Data entries:
───

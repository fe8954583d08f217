use crate::models::{Category, CategoryKind, CreateCategoryRequest};
use database::{self, RepositoryError};
use sqlx::FromRow;

#[derive(FromRow)]
struct CategoryRecord {
    id: i64,
    name: String,
    color: String,
    icon: Option<String>,
    kind: CategoryKind,
}

impl From<CategoryRecord> for Category {
    fn from(record: CategoryRecord) -> Self {
        Category {
            id: record.id,
            name: record.name,
            color: record.color,
            icon: record.icon,
            kind: record.kind,
        }
    }
}

pub(crate) struct CategoryRepository<'a> {
    conn: &'a mut database::Connection,
}

impl<'a> CategoryRepository<'a> {
    pub fn new(conn: &'a mut database::Connection) -> Self {
        Self { conn }
    }

    pub async fn create(&mut self, req: &CreateCategoryRequest) -> Result<i64, RepositoryError> {
        let id: i64 = sqlx::query_scalar(
            "INSERT INTO categories (name, color, icon, kind) VALUES ($1, $2, $3, $4) RETURNING id",
        )
        .bind(&req.name)
        .bind(&req.color)
        .bind(&req.icon)
        .bind(req.kind)
        .fetch_one(&mut *self.conn)
        .await?;

        Ok(id)
    }

    pub async fn list(&mut self) -> Result<Vec<Category>, RepositoryError> {
        let records = sqlx::query_as::<_, CategoryRecord>(
            "SELECT id, name, color, icon, kind FROM categories ORDER BY name",
        )
        .fetch_all(&mut *self.conn)
        .await?;

        Ok(records.into_iter().map(|r| r.into()).collect())
    }

    pub async fn find_by_id(&mut self, id: i64) -> Result<Option<Category>, RepositoryError> {
        let record = sqlx::query_as::<_, CategoryRecord>(
            "SELECT id, name, color, icon, kind FROM categories WHERE id = $1",
        )
        .bind(id)
        .fetch_optional(&mut *self.conn)
        .await?;

        Ok(record.map(|r| r.into()))
    }

    pub async fn delete(&mut self, id: i64) -> Result<(), RepositoryError> {
        let result = sqlx::query("DELETE FROM categories WHERE id = $1")
            .bind(id)
            .execute(&mut *self.conn)
            .await?;

        if result.rows_affected() == 0 {
            return Err(RepositoryError::NotFound);
        }
        Ok(())
    }
}
//! Shared persistence infrastructure: SQLite pool, unit-of-work
//! transaction wrapper, and the repository error taxonomy used by
//! every domain crate.

use sqlx::sqlite::{SqliteConnectOptions, SqlitePool, SqlitePoolOptions};
use sqlx::{Sqlite, Transaction};
use std::str::FromStr;

pub use sqlx::Error;
pub use sqlx::Result;

// --- Driver Adapter Pattern ---
pub type Driver = Sqlite;
pub type Connection = sqlx::SqliteConnection;
pub type Pool = SqlitePool;

#[derive(Debug, thiserror::Error)]
pub enum RepositoryError {
    #[error("Database error: {0}")]
    Infrastructure(sqlx::Error),
    #[error("Resource not found")]
    NotFound,
    #[error("Unique constraint violation: {0}")]
    UniqueViolation(String),
    #[error("Check constraint violation: {0}")]
    CheckViolation(String),
}

impl From<sqlx::Error> for RepositoryError {
    fn from(err: sqlx::Error) -> Self {
        match err {
            sqlx::Error::RowNotFound => RepositoryError::NotFound,
            _ => {
                if let Some(db_err) = err.as_database_error() {
                    if let Some(code) = db_err.code() {
                        // SQLite extended result codes.
                        match code.as_ref() {
                            "2067" | "1555" => {
                                return RepositoryError::UniqueViolation(
                                    db_err.message().to_string(),
                                );
                            }
                            "275" => {
                                return RepositoryError::CheckViolation(
                                    db_err.message().to_string(),
                                );
                            }
                            _ => {}
                        }
                    }
                }
                RepositoryError::Infrastructure(err)
            }
        }
    }
}

#[derive(Clone)]
pub struct Database {
    pub pool: Pool,
}

impl Database {
    pub async fn new(connection_string: &str) -> sqlx::Result<Self> {
        let options = SqliteConnectOptions::from_str(connection_string)?
            .create_if_missing(true)
            .foreign_keys(true);

        let pool = SqlitePoolOptions::new()
            .max_connections(5)
            .connect_with(options)
            .await?;

        Ok(Self { pool })
    }

    pub async fn run_migrations(&self) -> Result<(), Box<dyn std::error::Error>> {
        tracing::info!("Running migrations...");
        sqlx::migrate!("../../migrations").run(&self.pool).await?;
        tracing::info!("Migrations complete.");
        Ok(())
    }

    pub async fn begin(&self) -> Result<UnitOfWork<'_>, RepositoryError> {
        let tx = self.pool.begin().await?;
        Ok(UnitOfWork { tx })
    }
}

/// A database transaction that commits explicitly and rolls back on
/// drop. Local state is only refreshed after a confirmed commit.
pub struct UnitOfWork<'a> {
    tx: Transaction<'a, Driver>,
}

impl<'a> UnitOfWork<'a> {
    pub async fn commit(self) -> Result<(), RepositoryError> {
        self.tx.commit().await?;
        Ok(())
    }

    pub fn connection(&mut self) -> &mut Connection {
        &mut *self.tx
    }
}

// do not add #[cfg(test)] here because it hides this method from libraries.
pub async fn get_test_db() -> Database {
    use std::time::{SystemTime, UNIX_EPOCH};

    // Create a unique database file in the temp directory for each test
    let now = SystemTime::now()
        .duration_since(UNIX_EPOCH)
        .unwrap()
        .as_nanos();
    let db_path = std::env::temp_dir().join(format!("test_fintrack_{}.db", now));
    let connection_string = format!("sqlite:{}", db_path.display());

    let options = SqliteConnectOptions::from_str(&connection_string)
        .unwrap()
        .create_if_missing(true)
        .foreign_keys(true);

    let pool = SqlitePoolOptions::new()
        .max_connections(1) // Single connection is safer for SQLite tests
        .connect_with(options)
        .await
        .expect("Failed to create test database pool");

    let db = Database { pool };
    db.run_migrations().await.expect("Failed to run migrations");

    db
}
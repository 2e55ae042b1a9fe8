//! Rendering

use crate::app::{App, FormField, Speaker};
use crate::palette::Palette;
use bup_core::refresh::RefreshState;
use bup_core::state;
use bup_core::{Issue, Modal, Section};
use ratatui::{
    Frame,
    layout::{Alignment, Constraint, Direction, Layout, Rect},
    style::{Modifier, Style},
    text::{Line, Span, Text},
    widgets::{
        Bar, BarChart, BarGroup, Block, Borders, Clear, Gauge, List, ListItem, ListState,
        Paragraph, Tabs, Wrap,
    },
};

const SPINNER: [&str; 4] = ["|", "/", "-", "\\"];

pub fn ui(f: &mut Frame, app: &App) {
    let palette = Palette::for_mode(app.theme.applied());
    f.render_widget(Block::default().style(palette.base()), f.area());

    if app.splash.is_visible() {
        render_splash(f, app, &palette);
        return;
    }

    let chunks = Layout::default()
        .direction(Direction::Vertical)
        .constraints([
            Constraint::Length(3),
            Constraint::Min(0),
            Constraint::Length(1),
        ])
        .split(f.area());

    render_tabs(f, app, &palette, chunks[0]);
    match app.section() {
        Section::Home => render_home(f, app, &palette, chunks[1]),
        Section::Dashboard => render_dashboard(f, app, &palette, chunks[1]),
        Section::Reports => render_reports(f, app, &palette, chunks[1]),
        Section::Moderator => render_issue_list(
            f,
            app,
            &palette,
            chunks[1],
            Section::Moderator,
            "Review queue (oldest first)",
        ),
        Section::Schedule => render_schedule(f, app, &palette, chunks[1]),
        Section::Chat => render_chat(f, app, &palette, chunks[1]),
    }
    render_status_bar(f, app, &palette, chunks[2]);

    match app.top_modal() {
        Some(Modal::SubmitIssue) => render_submit_form(f, app, &palette),
        Some(Modal::IssueDetails) => render_details(f, app, &palette),
        Some(Modal::Login) => render_login(f, app, &palette),
        Some(Modal::Otp) => render_otp(f, app, &palette),
        Some(Modal::Theme) => render_theme(f, app, &palette),
        Some(Modal::Help) => render_help_overlay(f, &palette),
        None => {}
    }

    render_toasts(f, app, &palette);
}

fn bordered<'a>(title: impl Into<Line<'a>>, palette: &Palette) -> Block<'a> {
    Block::default()
        .borders(Borders::ALL)
        .border_style(Style::default().fg(palette.border))
        .title(title)
}

fn render_splash(f: &mut Frame, app: &App, palette: &Palette) {
    let area = centered_rect(40, 30, f.area());
    let pending = app.gate.pending();
    let detail = if pending.is_empty() {
        "Ready".to_string()
    } else {
        format!("Loading {}", pending.join(", "))
    };

    let text = vec![
        Line::from(Span::styled("Campus Facilities", palette.title())),
        Line::from(""),
        Line::from(format!(
            "{} {}",
            SPINNER[(app.ticks % 4) as usize],
            detail
        )),
    ];
    let splash = Paragraph::new(text)
        .block(bordered("bup", palette))
        .alignment(Alignment::Center);
    f.render_widget(splash, area);
}
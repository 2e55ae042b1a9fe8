//! Auto-refresh coordinator
//!
//! Two states, `Idle` and `Refreshing`, held in one flag. Periodic ticks and
//! manual refreshes both go through [`RefreshCoordinator::refresh`], so at
//! most one refresh is ever in flight; a trigger that finds the flag taken is
//! dropped, never queued.
//!
//! The section to re-render is read when the refresh starts, not when the
//! fetch completes. A section switch during the fetch therefore renders the
//! section the user just left.

use crate::issues::IssueService;
use crate::notify::{Notifier, Toast};
use crate::ui::Section;
use std::sync::atomic::{AtomicBool, Ordering};
use std::sync::{Arc, Mutex};
use std::time::Duration;
use tokio::sync::watch;
use tokio::task::JoinHandle;
use tokio::time::{Instant, MissedTickBehavior};

pub const DEFAULT_INTERVAL: Duration = Duration::from_secs(60);

#[derive(Debug, Clone, Copy, PartialEq, Eq)]
pub enum RefreshState {
    Idle,
    Refreshing,
}

#[derive(Debug, Clone, PartialEq, Eq)]
pub enum RefreshOutcome {
    Refreshed { section: Section, count: usize },
    Failed { message: String },
    /// Another refresh was in flight
    Busy,
    /// Periodic tick while the client was in the background
    Hidden,
}

/// Whether the client is in the foreground
pub trait Visibility: Send + Sync {
    fn is_visible(&self) -> bool;
}

pub struct AlwaysVisible;

impl Visibility for AlwaysVisible {
    fn is_visible(&self) -> bool {
        true
    }
}

/// Visibility toggled by focus events
pub struct VisibilityFlag(AtomicBool);

impl VisibilityFlag {
    pub fn new(visible: bool) -> Self {
        Self(AtomicBool::new(visible))
    }

    pub fn set_visible(&self, visible: bool) {
        self.0.store(visible, Ordering::SeqCst);
    }
}

impl Visibility for VisibilityFlag {
    fn is_visible(&self) -> bool {
        self.0.load(Ordering::SeqCst)
    }
}

/// Holds the busy flag; releasing it (and the spinner) happens on drop, so
/// errors and cancellation both end in `Idle`.
struct BusyGuard<'a> {
    flag: &'a AtomicBool,
    spinner: Option<&'a dyn Notifier>,
}

impl<'a> BusyGuard<'a> {
    fn acquire(flag: &'a AtomicBool, spinner: Option<&'a dyn Notifier>) -> Option<Self> {
        flag.compare_exchange(false, true, Ordering::AcqRel, Ordering::Acquire)
            .ok()?;
        if let Some(notifier) = spinner {
            notifier.set_busy(true);
        }
        Some(Self { flag, spinner })
    }
}

impl Drop for BusyGuard<'_> {
    fn drop(&mut self) {
        if let Some(notifier) = self.spinner {
            notifier.set_busy(false);
        }
        self.flag.store(false, Ordering::Release);
    }
}

struct Inner {
    service: Arc<IssueService>,
    visibility: Arc<dyn Visibility>,
    notifier: Arc<dyn Notifier>,
    interval: Duration,
    busy: AtomicBool,
}

impl Inner {
    async fn refresh(&self, manual: bool) -> RefreshOutcome {
        let spinner = manual.then_some(self.notifier.as_ref());
        let Some(_guard) = BusyGuard::acquire(&self.busy, spinner) else {
            tracing::debug!(manual, "refresh already in flight, dropping trigger");
            return RefreshOutcome::Busy;
        };

        let section = self.service.current_section();
        match self.service.fetch().await {
            Ok(count) => {
                self.service.render_section(section);
                if manual {
                    self.notifier.notify(Toast::success("Data refreshed"));
                }
                tracing::debug!(%section, count, manual, "refresh complete");
                RefreshOutcome::Refreshed { section, count }
            }
            Err(e) => {
                tracing::warn!(manual, "refresh failed: {}", e);
                let message = e.user_message();
                if manual {
                    self.notifier
                        .notify(Toast::error(format!("Refresh failed: {}", message)));
                }
                RefreshOutcome::Failed { message }
            }
        }
    }

    async fn tick(&self) -> RefreshOutcome {
        if !self.visibility.is_visible() {
            return RefreshOutcome::Hidden;
        }
        self.refresh(false).await
    }
}

struct RunningTask {
    shutdown: watch::Sender<bool>,
    _handle: JoinHandle<()>,
}

/// Owns the periodic refresh task
pub struct RefreshCoordinator {
    inner: Arc<Inner>,
    task: Mutex<Option<RunningTask>>,
}

impl RefreshCoordinator {
    pub fn new(
        service: Arc<IssueService>,
        visibility: Arc<dyn Visibility>,
        notifier: Arc<dyn Notifier>,
        interval: Duration,
    ) -> Self {
        Self {
            inner: Arc::new(Inner {
                service,
                visibility,
                notifier,
                interval,
                busy: AtomicBool::new(false),
            }),
            task: Mutex::new(None),
        }
    }

    pub fn state(&self) -> RefreshState {
        if self.inner.busy.load(Ordering::Acquire) {
            RefreshState::Refreshing
        } else {
            RefreshState::Idle
        }
    }

    pub fn interval(&self) -> Duration {
        self.inner.interval
    }

    /// Install the periodic trigger; the first tick fires one interval from
    /// now. Must be called inside a Tokio runtime. Starting twice is a no-op.
    pub fn start(&self) {
        let mut task = self.lock_task();
        if task.is_some() {
            return;
        }

        let (shutdown, mut stopped) = watch::channel(false);
        let inner = self.inner.clone();
        let handle = tokio::spawn(async move {
            let mut ticker = tokio::time::interval_at(Instant::now() + inner.interval, inner.interval);
            ticker.set_missed_tick_behavior(MissedTickBehavior::Skip);

            loop {
                tokio::select! {
                    _ = ticker.tick() => {
                        tokio::select! {
                            outcome = inner.tick() => {
                                tracing::trace!(?outcome, "periodic refresh");
                            }
                            _ = stopped.changed() => break,
                        }
                    }
                    _ = stopped.changed() => break,
                }
            }
            tracing::debug!("auto-refresh stopped");
        });

        tracing::debug!(interval = ?self.inner.interval, "auto-refresh started");
        *task = Some(RunningTask {
            shutdown,
            _handle: handle,
        });
    }

    /// Cancel the periodic trigger, dropping a periodic refresh in flight
    pub fn stop(&self) {
        if let Some(running) = self.lock_task().take() {
            let _ = running.shutdown.send(true);
        }
    }

    pub fn is_running(&self) -> bool {
        self.lock_task().is_some()
    }

    /// Out-of-band refresh with spinner and notification
    pub async fn trigger(&self) -> RefreshOutcome {
        self.inner.refresh(true).await
    }

    /// Refresh now; `manual` controls spinner and notifications
    pub async fn refresh(&self, manual: bool) -> RefreshOutcome {
        self.inner.refresh(manual).await
    }

    /// One periodic tick: skipped while hidden or busy
    pub async fn tick(&self) -> RefreshOutcome {
        self.inner.tick().await
    }

    fn lock_task(&self) -> std::sync::MutexGuard<'_, Option<RunningTask>> {
        self.task.lock().unwrap_or_else(|e| e.into_inner())
    }
}

impl Drop for RefreshCoordinator {
    fn drop(&mut self) {
        self.stop();
    }
}
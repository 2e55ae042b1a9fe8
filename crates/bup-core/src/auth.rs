//! Email OTP verification and the stored session

use crate::session::Session;
use crate::state::{self, SharedState};
use crate::storage::Storage;
use crate::transport::{IssueTransport, OtpRequest, OtpResponse};
use crate::{Error, Result};
use std::sync::Arc;

/// Length of the emailed verification code
pub const OTP_LENGTH: usize = 6;

/// Trimmed email, or [`Error::InvalidEmail`]
pub fn validate_email(email: &str) -> Result<String> {
    let email = email.trim();
    let valid = match email.split_once('@') {
        Some((local, domain)) => {
            !local.is_empty()
                && !domain.contains('@')
                && domain.contains('.')
                && !domain.starts_with('.')
                && !domain.ends_with('.')
        }
        None => false,
    };

    if valid {
        Ok(email.to_string())
    } else {
        Err(Error::InvalidEmail(email.to_string()))
    }
}

/// Trimmed code of exactly six digits, or [`Error::InvalidOtp`]
pub fn validate_otp(otp: &str) -> Result<String> {
    let otp = otp.trim();
    if otp.len() == OTP_LENGTH && otp.chars().all(|c| c.is_ascii_digit()) {
        Ok(otp.to_string())
    } else {
        Err(Error::InvalidOtp(otp.to_string()))
    }
}

/// Outcome of a code verification
#[derive(Debug, Clone, PartialEq, Eq)]
pub struct Verification {
    pub message: Option<String>,
    /// Present only when the reply carried both a token and a user
    pub session: Option<Session>,
}

impl Verification {
    pub fn is_logged_in(&self) -> bool {
        self.session.is_some()
    }
}

pub struct AuthService {
    transport: Arc<dyn IssueTransport>,
    storage: Arc<Storage>,
    state: SharedState,
}

impl AuthService {
    pub fn new(transport: Arc<dyn IssueTransport>, storage: Arc<Storage>, state: SharedState) -> Self {
        Self {
            transport,
            storage,
            state,
        }
    }

    /// Load the stored session into the application state
    pub fn restore(&self) -> Option<Session> {
        let session = Session::load(&self.storage);
        state::write(&self.state).session = session.clone();
        session
    }

    pub fn session(&self) -> Option<Session> {
        state::read(&self.state).session.clone()
    }

    /// Verify an emailed code; a returned token and user become the session
    pub async fn verify_otp(&self, email: &str, otp: &str) -> Result<Verification> {
        let request = OtpRequest {
            email: validate_email(email)?,
            otp: Some(validate_otp(otp)?),
        };

        let OtpResponse {
            message,
            token,
            user,
        } = self.transport.verify_otp(&request).await?;

        let session = match (token, user) {
            (Some(token), Some(user)) => {
                let session = Session { token, user };
                session.save(&self.storage)?;
                tracing::info!(user = %session.user.email, "logged in");
                state::write(&self.state).session = Some(session.clone());
                Some(session)
            }
            (Some(_), None) => {
                tracing::warn!("verification returned a token without a user, not logging in");
                None
            }
            _ => None,
        };

        Ok(Verification { message, session })
    }

    pub async fn resend_otp(&self, email: &str) -> Result<OtpResponse> {
        let request = OtpRequest {
            email: validate_email(email)?,
            otp: None,
        };
        self.transport.resend_otp(&request).await
    }

    pub fn logout(&self) -> Result<()> {
        Session::clear(&self.storage)?;
        state::write(&self.state).session = None;
        Ok(())
    }
}
//! Module readiness gate
//!
//! Holds one loaded flag per named module. When the last flag flips, the
//! application bootstrap runs exactly once and the loading overlay is told to
//! fade out. There is no timeout: a module that never reports keeps the
//! application on the loading screen.

use std::collections::BTreeMap;
use std::sync::Arc;
use std::time::Duration;

/// Default fade-out delay of the loading overlay
pub const DEFAULT_FADE: Duration = Duration::from_millis(500);

/// The loading screen shown until bootstrap
pub trait LoadingOverlay: Send + Sync {
    /// Remove the overlay after `fade`
    fn dismiss(&self, fade: Duration);
}

/// Result of a registration
#[derive(Debug, Clone, PartialEq, Eq)]
pub enum GateOutcome {
    /// This registration completed the set; bootstrap ran
    Ready,
    /// Still waiting on other modules
    Pending { remaining: usize },
    /// Module was already loaded
    AlreadyLoaded,
    /// Name is not part of the gate
    Unknown,
}

type Bootstrap = Box<dyn FnOnce() + Send>;

pub struct ModuleGate {
    modules: BTreeMap<String, bool>,
    fade: Duration,
    bootstrap: Option<Bootstrap>,
    overlay: Arc<dyn LoadingOverlay>,
}

impl ModuleGate {
    pub fn new<I, S>(
        names: I,
        fade: Duration,
        overlay: Arc<dyn LoadingOverlay>,
        bootstrap: impl FnOnce() + Send + 'static,
    ) -> Self
    where
        I: IntoIterator<Item = S>,
        S: Into<String>,
    {
        Self {
            modules: names.into_iter().map(|n| (n.into(), false)).collect(),
            fade,
            bootstrap: Some(Box::new(bootstrap)),
            overlay,
        }
    }

    /// Mark `name` loaded, firing bootstrap if it was the last one
    pub fn register(&mut self, name: &str) -> GateOutcome {
        let Some(loaded) = self.modules.get_mut(name) else {
            tracing::warn!(module = name, "unknown module registered, ignoring");
            return GateOutcome::Unknown;
        };

        if *loaded {
            tracing::debug!(module = name, "module registered twice");
            return GateOutcome::AlreadyLoaded;
        }
        *loaded = true;
        tracing::debug!(module = name, "module loaded");

        let remaining = self.pending().len();
        if remaining > 0 {
            return GateOutcome::Pending { remaining };
        }

        match self.bootstrap.take() {
            Some(bootstrap) => {
                tracing::info!("all modules loaded, starting application");
                bootstrap();
                self.overlay.dismiss(self.fade);
                GateOutcome::Ready
            }
            None => GateOutcome::AlreadyLoaded,
        }
    }

    /// Modules that have not reported yet
    pub fn pending(&self) -> Vec<&str> {
        self.modules
            .iter()
            .filter(|(_, loaded)| !**loaded)
            .map(|(name, _)| name.as_str())
            .collect()
    }

    pub fn is_ready(&self) -> bool {
        self.bootstrap.is_none()
    }
}

#[cfg(test)]
mod tests {
    use super::*;
    use std::sync::Mutex;
    use std::sync::atomic::{AtomicUsize, Ordering};

    #[derive(Default)]
    struct RecordingOverlay {
        dismissed: Mutex<Vec<Duration>>,
    }

    impl LoadingOverlay for RecordingOverlay {
        fn dismiss(&self, fade: Duration) {
            self.dismissed.lock().unwrap().push(fade);
        }
    }

    fn gate(names: &[&str]) -> (ModuleGate, Arc<AtomicUsize>, Arc<RecordingOverlay>) {
        let fired = Arc::new(AtomicUsize::new(0));
        let overlay = Arc::new(RecordingOverlay::default());
        let counter = fired.clone();
        let gate = ModuleGate::new(names.iter().copied(), DEFAULT_FADE, overlay.clone(), move || {
            counter.fetch_add(1, Ordering::SeqCst);
        });
        (gate, fired, overlay)
    }

    #[test]
    fn test_fires_once_after_all_modules() {
        let (mut gate, fired, overlay) = gate(&["storage", "theme", "issues"]);

        assert_eq!(gate.register("theme"), GateOutcome::Pending { remaining: 2 });
        assert_eq!(gate.register("storage"), GateOutcome::Pending { remaining: 1 });
        assert_eq!(fired.load(Ordering::SeqCst), 0);

        assert_eq!(gate.register("issues"), GateOutcome::Ready);
        assert_eq!(fired.load(Ordering::SeqCst), 1);
        assert_eq!(*overlay.dismissed.lock().unwrap(), vec![DEFAULT_FADE]);

        assert_eq!(gate.register("issues"), GateOutcome::AlreadyLoaded);
        assert_eq!(fired.load(Ordering::SeqCst), 1);
        assert!(gate.is_ready());
    }

    #[test]
    fn test_unknown_module_does_not_count() {
        let (mut gate, fired, _) = gate(&["storage", "theme"]);

        assert_eq!(gate.register("storage"), GateOutcome::Pending { remaining: 1 });
        assert_eq!(gate.register("charts"), GateOutcome::Unknown);
        assert_eq!(gate.register("charts"), GateOutcome::Unknown);
        assert_eq!(fired.load(Ordering::SeqCst), 0);
        assert_eq!(gate.pending(), vec!["theme"]);
    }

    #[test]
    fn test_missing_module_never_bootstraps() {
        let (mut gate, fired, overlay) = gate(&["storage", "theme", "issues"]);
        gate.register("storage");
        gate.register("theme");
        gate.register("theme");

        assert!(!gate.is_ready());
        assert_eq!(fired.load(Ordering::SeqCst), 0);
        assert!(overlay.dismissed.lock().unwrap().is_empty());
    }

    #[test]
    fn test_duplicate_before_completion_is_noop() {
        let (mut gate, _, _) = gate(&["a", "b"]);
        gate.register("a");
        assert_eq!(gate.register("a"), GateOutcome::AlreadyLoaded);
        assert_eq!(gate.pending(), vec!["b"]);
    }
}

───

* Task brief
Take the lines from the start of the records through the line holding "pub async fn create(&mut", both included, and please print them exactly, with nothing else.

* Written solution
repository fe8954583d08f217
use crate::models::{Category, CategoryKind, CreateCategoryRequest};
use database::{self, RepositoryError};
use sqlx::FromRow;

#[derive(FromRow)]
struct CategoryRecord {
    id: i64,
    name: String,
    color: String,
    icon: Option<String>,
    kind: CategoryKind,
}

impl From<CategoryRecord> for Category {
    fn from(record: CategoryRecord) -> Self {
        Category {
            id: record.id,
            name: record.name,
            color: record.color,
            icon: record.icon,
            kind: record.kind,
        }
    }
}

pub(crate) struct CategoryRepository<'a> {
    conn: &'a mut database::Connection,
}

impl<'a> CategoryRepository<'a> {
    pub fn new(conn: &'a mut database::Connection) -> Self {
        Self { conn }
    }

    pub async fn create(&mut self, req: &CreateCategoryRequest) -> Result<i64, RepositoryError> {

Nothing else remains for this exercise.